I honestly was not certain your snake could make it based upon the amount of skin lesions, so in retrospect the least amount of money spent on the animal would have been best.
To properly acclimate that animal, even if it had not been in that condition, would have been pricey if you do not own your own microscope to run fecal exams, etc.
Even then, you have to deal with a veterinarian to get the proper form of many de-wormers. And you are always at the whim of the level of expertise of any given veterinarian. I have found many of the people that will see reptiles not up to speed with the situations that arise in imports. Especially from the tropics.
I do not blame you for not heeding the advice of some random. As far as veterinarians go, there are reptile vets and there are reptile vets. Even the best can make mistakes. Some things are far more complicated than a bearded dragon with MBD.
Who I am is a graduate student, evolutionary biology PhD program. But I have been keeping reptiles since 1977. I would have made an excellent reptile veterinarian, probably one of the best in the country and perhaps the world. But at my age it is not worth the 250k it would cost me to do this, to make poop per year with few years to pay it off before I am in the grave.
Plus, I would quickly get bored with people bringing me ball pythons and bearded dragons that are jacked up because the people are, well....
So, that would mean DVM/PhD would be necessary to keep my sanity, and again, PhD in science they pay me to go to school. Vet school, I pay through the nose.
So, this is what I do, but not who I am.
Basically, I keep almost exclusively arboreal boids: green tree pythons and emerald tree boas. Working with imported green tree pythons made me do a lot of research on my own and work closely with a few very good (and many not very not good) veterinarians.

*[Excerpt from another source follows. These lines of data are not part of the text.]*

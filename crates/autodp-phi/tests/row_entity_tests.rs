//! Integration tests for row-entity tensors
//!
//! Rows hold random integer data in `[-100, 100)` with bounds `[-100, 100]`,
//! owned either by one entity per tensor or mixed.

use autodp_core::{shapes_broadcastable, DenseND};
use autodp_phi::{Entity, PhiConfig, PhiError, RowEntityTensor, RowSlot, SingleEntityTensor};

const HIGH: i64 = 100;
const ROWS: usize = 4;
const DIMS: usize = 5;

fn random_row(entity: &Entity, shape: &[usize]) -> SingleEntityTensor<i64> {
    let data = DenseND::random_int(shape, -HIGH, HIGH).unwrap();
    SingleEntityTensor::new(
        data,
        DenseND::from_elem(shape, -HIGH),
        DenseND::from_elem(shape, HIGH),
        entity.clone(),
    )
    .unwrap()
}

fn rows_for(entity: &Entity) -> Vec<SingleEntityTensor<i64>> {
    (0..ROWS).map(|_| random_row(entity, &[DIMS, DIMS])).collect()
}

/// `ROWS` rows of length `DIMS` with values in `[low, high)`, bounds `[low, high - 1]`.
fn ranged(low: i64, high: i64, entity: &Entity) -> RowEntityTensor<i64> {
    let rows = (0..ROWS).map(|_| {
        SingleEntityTensor::new(
            DenseND::random_int(&[DIMS], low, high).unwrap(),
            DenseND::from_elem(&[DIMS], low),
            DenseND::from_elem(&[DIMS], high - 1),
            entity.clone(),
        )
        .unwrap()
    });
    RowEntityTensor::new_unchecked(rows).unwrap()
}

#[test]
fn test_eq_identical_tensors() {
    let ishan = Entity::new("Ishan");
    let rows = rows_for(&ishan);
    let first = RowEntityTensor::new(rows.clone()).unwrap();
    let second = RowEntityTensor::new(rows).unwrap();

    assert_eq!(first, second);
    let mask = first.eq_elementwise(&second).unwrap();
    assert!(mask.all());
    assert_eq!(mask.shape(), first.shape());
}

#[test]
fn test_eq_against_single_row() {
    let ishan = Entity::new("Ishan");
    let sept = random_row(&ishan, &[DIMS, DIMS]);
    let rept = RowEntityTensor::from_single(sept.clone());

    // Row-entity on the left keeps the row-entity representation
    let mask: RowEntityTensor<bool> = rept.eq_elementwise(&sept).unwrap();
    assert!(mask.all());
    assert_eq!(rept.rows()[0].as_single(), Some(&sept));

    // ...and a single-entity left side dispatches row-wise too
    assert!(sept.eq_elementwise(&rept).unwrap().is_row());
}

#[test]
fn test_eq_across_entities_refused() {
    let data = DenseND::random_int(&[DIMS, DIMS], -HIGH, HIGH).unwrap();
    let make = |entity: Entity| {
        SingleEntityTensor::new(
            data.clone(),
            DenseND::from_elem(&[DIMS, DIMS], -HIGH),
            DenseND::from_elem(&[DIMS, DIMS], HIGH),
            entity,
        )
        .unwrap()
    };
    let ishan = RowEntityTensor::from_single(make(Entity::new("Ishan")));
    let trask = RowEntityTensor::from_single(make(Entity::new("Trask")));

    let err = ishan.eq_elementwise(&trask).unwrap_err();
    assert!(err.is_not_comparable());
}

#[test]
fn test_eq_after_shift() {
    let ishan = Entity::new("Ishan");
    let tensor1 = RowEntityTensor::new(rows_for(&ishan)).unwrap();
    let tensor2 = &tensor1 + 1;

    assert_eq!(tensor2.shape(), tensor1.shape());
    assert!(tensor2.rows()[0].is_single());

    let mask = tensor2.eq_elementwise(&tensor1).unwrap();
    for (i, row) in mask.iter().enumerate() {
        assert!(!row.any(), "shifted row {i} compared equal");
    }
    assert!(tensor2.ne_elementwise(&tensor1).unwrap().all());
}

#[test]
fn test_row_count_mismatch() {
    let ishan = Entity::new("Ishan");
    let rows = rows_for(&ishan);
    let tensor1 = RowEntityTensor::new(rows.clone()).unwrap();
    let doubled = RowEntityTensor::new(rows.iter().chain(&rows).cloned()).unwrap();
    assert_ne!(doubled.shape(), tensor1.shape());

    let err = doubled.eq_elementwise(&tensor1).unwrap_err();
    assert!(err.is_shape_mismatch());
    let err = doubled.try_add(&tensor1).unwrap_err();
    assert!(matches!(
        err,
        PhiError::ShapeMismatch(autodp_phi::ShapeMismatchError::RowCount {
            expected: 8,
            got: 4
        })
    ));
}

#[test]
fn test_mixed_row_shapes_rejected() {
    let ishan = Entity::new("Ishan");
    let rows = vec![random_row(&ishan, &[3, 3]), random_row(&ishan, &[4, 4])];

    let err = RowEntityTensor::new(rows.clone()).unwrap_err();
    assert!(err.is_shape_mismatch());

    let lax = RowEntityTensor::with_config(rows, &PhiConfig::new().with_check_shape(false));
    assert!(lax.is_ok());
}

#[test]
fn test_add_simple_types() {
    let ishan = Entity::new("Ishan");
    let tensor = RowEntityTensor::new(rows_for(&ishan)).unwrap();

    let result = tensor.try_add(42i64).unwrap();
    for index in [0, -1] {
        let expected = tensor.get(index).unwrap().as_single().unwrap() + 42;
        assert_eq!(result.get(index).unwrap().as_single(), Some(&expected));
    }

    let offsets = DenseND::random_int(&[DIMS, DIMS], 0, 10).unwrap();
    let result = tensor.try_add(&offsets).unwrap();
    assert_eq!(result.shape(), tensor.shape());
    assert!(result.rows().iter().all(RowSlot::is_single));
}

#[test]
fn test_add_row_entities() {
    let ishan = Entity::new("Ishan");
    let tensor1 = RowEntityTensor::new(rows_for(&ishan)).unwrap();
    let tensor2 = tensor1.try_add(&tensor1).unwrap();
    assert_eq!(tensor2.shape(), tensor1.shape());
    assert_eq!(tensor2, tensor1.try_add(&tensor1).unwrap());
    assert_eq!(tensor2.min_vals().unwrap(), &tensor1.min_vals().unwrap() * 2);
    assert_eq!(tensor2.max_vals().unwrap(), &tensor1.max_vals().unwrap() * 2);

    let offset = 37i64;
    let tensor3 = tensor2.try_add(&tensor2).unwrap() + offset;
    let back = tensor3.try_sub(&tensor2).unwrap().try_sub(&tensor2).unwrap();
    assert!(back.eq_elementwise(offset).unwrap().all());
}

#[test]
fn test_add_sub_equivalence() {
    let ishan = Entity::new("Ishan");
    let tensor1 = RowEntityTensor::new(rows_for(&ishan)).unwrap();
    let tensor2 = &tensor1 * 2;
    assert_eq!(tensor2.shape(), tensor1.shape());

    assert_eq!(&tensor1 - 5, &tensor1 + (5 * -1));
    let lhs = tensor2.try_sub(&tensor1).unwrap();
    let rhs = tensor2.try_add(&(&tensor1 * -1)).unwrap();
    assert!(lhs.eq_elementwise(&rhs).unwrap().all());
}

#[test]
fn test_cross_entity_arithmetic_escalates() {
    let (ishan, trask) = (Entity::new("Ishan"), Entity::new("Trask"));
    let tensor1 = RowEntityTensor::new(rows_for(&ishan)).unwrap();
    let tensor2 = RowEntityTensor::new(rows_for(&trask)).unwrap();

    for result in [
        tensor2.try_add(&tensor1).unwrap(),
        tensor2.try_sub(&tensor1).unwrap(),
        tensor1.try_mul(&tensor2).unwrap(),
    ] {
        assert_eq!(result.len(), ROWS);
        for row in &result {
            let gamma = row.as_gamma().expect("cross-entity row should escalate");
            assert!(gamma.contains(&ishan) && gamma.contains(&trask));
            assert!(row.entity().is_none());
        }
    }
}

#[test]
fn test_heterogeneous_rows() {
    let (ishan, trask) = (Entity::new("Ishan"), Entity::new("Trask"));
    let left = RowEntityTensor::new([
        random_row(&ishan, &[DIMS]),
        random_row(&ishan, &[DIMS]),
        random_row(&ishan, &[DIMS]),
    ])
    .unwrap();
    let right = RowEntityTensor::new([
        random_row(&ishan, &[DIMS]),
        random_row(&trask, &[DIMS]),
        random_row(&ishan, &[DIMS]),
    ])
    .unwrap();

    let sum = left.try_add(&right).unwrap();
    let kinds: Vec<bool> = sum.iter().map(RowSlot::is_gamma).collect();
    assert_eq!(kinds, vec![false, true, false]);
    assert_eq!(sum.entities(), vec![ishan, trask]);

    // A gamma row cannot take part in an owner-sensitive comparison
    assert!(sum.eq_elementwise(&left).unwrap_err().is_not_comparable());
    // ...but can still be compared against public values
    assert!(!sum.gt(1000i64).unwrap().any());
}

#[test]
fn test_mul_simple() {
    let ishan = Entity::new("Ishan");
    let tensor = RowEntityTensor::new(rows_for(&ishan)).unwrap();
    let output = &tensor * 5;

    assert_eq!(output.max_vals().unwrap(), &tensor.max_vals().unwrap() * 5);
    assert_eq!(output.min_vals().unwrap(), &tensor.min_vals().unwrap() * 5);
    assert_eq!(output.shape(), tensor.shape());

    let negated = &tensor * -5;
    assert_eq!(negated.min_vals().unwrap(), &tensor.max_vals().unwrap() * -5);
}

#[test]
fn test_mul_single_entity() {
    let ishan = Entity::new("Ishan");
    let rept = RowEntityTensor::new(rows_for(&ishan)).unwrap();
    let shape = rept.shape();
    let row_shape = &shape[1..];

    for shape in [vec![DIMS, DIMS], vec![DIMS], vec![1, DIMS], vec![DIMS + 1, 2]] {
        let sept = random_row(&ishan, &shape);
        let output = rept.try_mul(&sept);
        if shapes_broadcastable(&shape, row_shape) {
            let output = output.unwrap();
            assert_eq!(output.len(), ROWS);
            assert!(output.rows().iter().all(RowSlot::is_single));
        } else {
            assert!(output.unwrap_err().is_shape_mismatch());
        }
    }
}

#[test]
fn test_mul_single_entity_other_owner() {
    let (ishan, trask) = (Entity::new("Ishan"), Entity::new("Trask"));
    let rept = RowEntityTensor::new(rows_for(&ishan)).unwrap();
    let sept = random_row(&trask, &[DIMS, DIMS]);

    let output = rept.try_mul(&sept).unwrap();
    assert!(output.rows().iter().all(RowSlot::is_gamma));

    // Comparing against a row owned by nobody in the tensor is refused
    assert!(rept.eq_elementwise(&sept).unwrap_err().is_not_comparable());
}

#[test]
fn test_neg() {
    let ishan = Entity::new("Ishan");
    let tensor = RowEntityTensor::new(rows_for(&ishan)).unwrap();
    let negative = -&tensor;

    assert_eq!(negative.shape(), tensor.shape());
    for (original, negated) in tensor.iter().zip(&negative) {
        assert_eq!(negated, &-original);
        assert_eq!(negated.data(), &(original.data() * -1));
        assert_eq!(negated.min_vals(), &(original.max_vals() * -1));
        assert_eq!(negated.max_vals(), &(original.min_vals() * -1));
    }
    assert_eq!(-negative, tensor);
}

#[test]
fn test_ordering() {
    let ent = Entity::new("test");
    let tensor1 = ranged(-2, 4, &ent);
    let tensor2 = tensor1.clone();
    let tensor3 = ranged(4, 7, &ent);
    let (below, above) = (-5i64, 5i64);

    let all_rows = |mask: RowEntityTensor<bool>| mask.iter().all(RowSlot::all);
    let no_row_all = |mask: RowEntityTensor<bool>| mask.iter().all(|row| !row.all());

    assert!(all_rows(tensor1.le(&tensor2).unwrap()));
    assert!(all_rows(tensor1.le(&tensor3).unwrap()));
    assert!(no_row_all(tensor1.le(below).unwrap()));
    assert!(all_rows(tensor1.le(above).unwrap()));

    assert!(all_rows(tensor1.ge(&tensor2).unwrap()));
    assert!(no_row_all(tensor1.ge(&tensor3).unwrap()));
    assert!(all_rows(tensor1.ge(below).unwrap()));
    assert!(no_row_all(tensor1.ge(above).unwrap()));

    assert!(no_row_all(tensor1.lt(&tensor2).unwrap()));
    assert!(all_rows(tensor1.lt(&tensor3).unwrap()));
    assert!(no_row_all(tensor1.lt(below).unwrap()));
    assert!(all_rows(tensor1.lt(above).unwrap()));

    assert!(no_row_all(tensor1.gt(&tensor2).unwrap()));
    assert!(no_row_all(tensor1.gt(&tensor3).unwrap()));
    assert!(all_rows(tensor1.gt(below).unwrap()));
    assert!(no_row_all(tensor1.gt(above).unwrap()));
}

#[test]
fn test_clip() {
    let tensor = ranged(-2, 4, &Entity::new("test"));
    let (low, high) = (-1i64, 2i64);

    for row in &tensor.clip(Some(low), Some(high)) {
        assert!(row.data().iter().all(|&x| (low..=high).contains(&x)));
    }
    // Inverted range collapses onto the upper argument
    for row in &tensor.clip(Some(high), Some(low)) {
        assert!(row.data().iter().all(|&x| x == low));
    }
    for row in &tensor.clip(Some(low), None) {
        assert!(row.data().iter().all(|&x| x >= low));
    }
    assert!(tensor.clip(Some(high), Some(low)).validate_bounds().is_ok());
}

#[test]
fn test_and_or() {
    let ishan = Entity::new("Ishan");
    let rows = (0..ROWS).map(|i| {
        let shape = [DIMS, DIMS + i];
        let data = DenseND::random_int(&shape, 0, 2).unwrap();
        SingleEntityTensor::new(
            data,
            DenseND::zeros(&shape),
            DenseND::ones(&shape),
            ishan.clone(),
        )
        .unwrap()
    });
    let tensor = RowEntityTensor::new_unchecked(rows).unwrap();
    let mask = tensor.gt(0i64).unwrap();

    let anded = mask.logical_and(false);
    let ored = mask.logical_or(false);
    for (index, row) in mask.iter().enumerate() {
        let row = row.as_single().unwrap();
        assert_eq!(anded.rows()[index].as_single(), Some(&row.logical_and(false)));
        assert_eq!(ored.rows()[index].as_single(), Some(&row.logical_or(false)));
    }
    assert!(!anded.any());
    assert_eq!(ored, mask);
}

#[test]
fn test_and_or_on_gamma_rows() {
    let (ishan, trask) = (Entity::new("Ishan"), Entity::new("Trask"));
    let left = RowEntityTensor::new([random_row(&ishan, &[DIMS]), random_row(&ishan, &[DIMS])])
        .unwrap();
    let right = RowEntityTensor::new([random_row(&ishan, &[DIMS]), random_row(&trask, &[DIMS])])
        .unwrap();
    let mask = left.try_add(&right).unwrap().ge(-1000i64).unwrap();
    assert!(mask.rows()[1].is_gamma());

    for row in &mask {
        let anded = row.logical_and(false);
        let ored = row.logical_or(true);
        assert_eq!(anded.is_gamma(), row.is_gamma());
        assert_eq!(anded.entities(), row.entities());
        assert!(!anded.any());
        assert!(ored.all());
        assert_eq!(&row.logical_and(true), row);
    }
}

#[test]
fn test_index_out_of_bounds() {
    let tensor = RowEntityTensor::new(rows_for(&Entity::new("Ishan"))).unwrap();
    assert!(tensor.row(-(ROWS as isize)).is_ok());
    assert!(matches!(
        tensor.row(ROWS as isize),
        Err(PhiError::IndexOutOfBounds { .. })
    ));
}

You did your best, that animal was critical when you got it. It might have made it under my care (no offense), and it might have not. That $55.00 blood python would have become very expensive. But there is no way in hell I would have let that thing into my house anywhere near my animals.
It is better for you that it is not anywhere near any of yours. With these sort of things, one hopes that the situation is bacterial, but there are viruses and all kinds of problems that are not known.
It might be that no-one could have saved the snake. Probably a good chance of that.
So, you did the right thing and took your animal to the vet. And at the 55.00 price point, that is unfortunately a disposable animal (which is a horrible thing to say).
You can learn a lot of different things working with wild critters and imports.
Life is 100% easier dealing with captive bred critters direct from a reputable breeder. Costs more upfront, but night and day with how the animals are.
But not always:
http://www.faunaclassifieds.com/forums/showthread.php?t=220629
As for places selling animals, there is a major store here in SoCal, I have seen their ads on kingsnake for years. Online, they look legit, if not slightly expensive. In their store, the place stinks, there are snake mites, and vapona pest strips in cages with water dishes. Snakes can come in direct contact with the pest strips, and the water can become contaminated. Cages are too small for many larger animals, water bowls are dry and some have a turd in them. Not even worth wasting my breath in there.
Donkeyragers is what these people are. At a raging party kicking their feet like a donkey.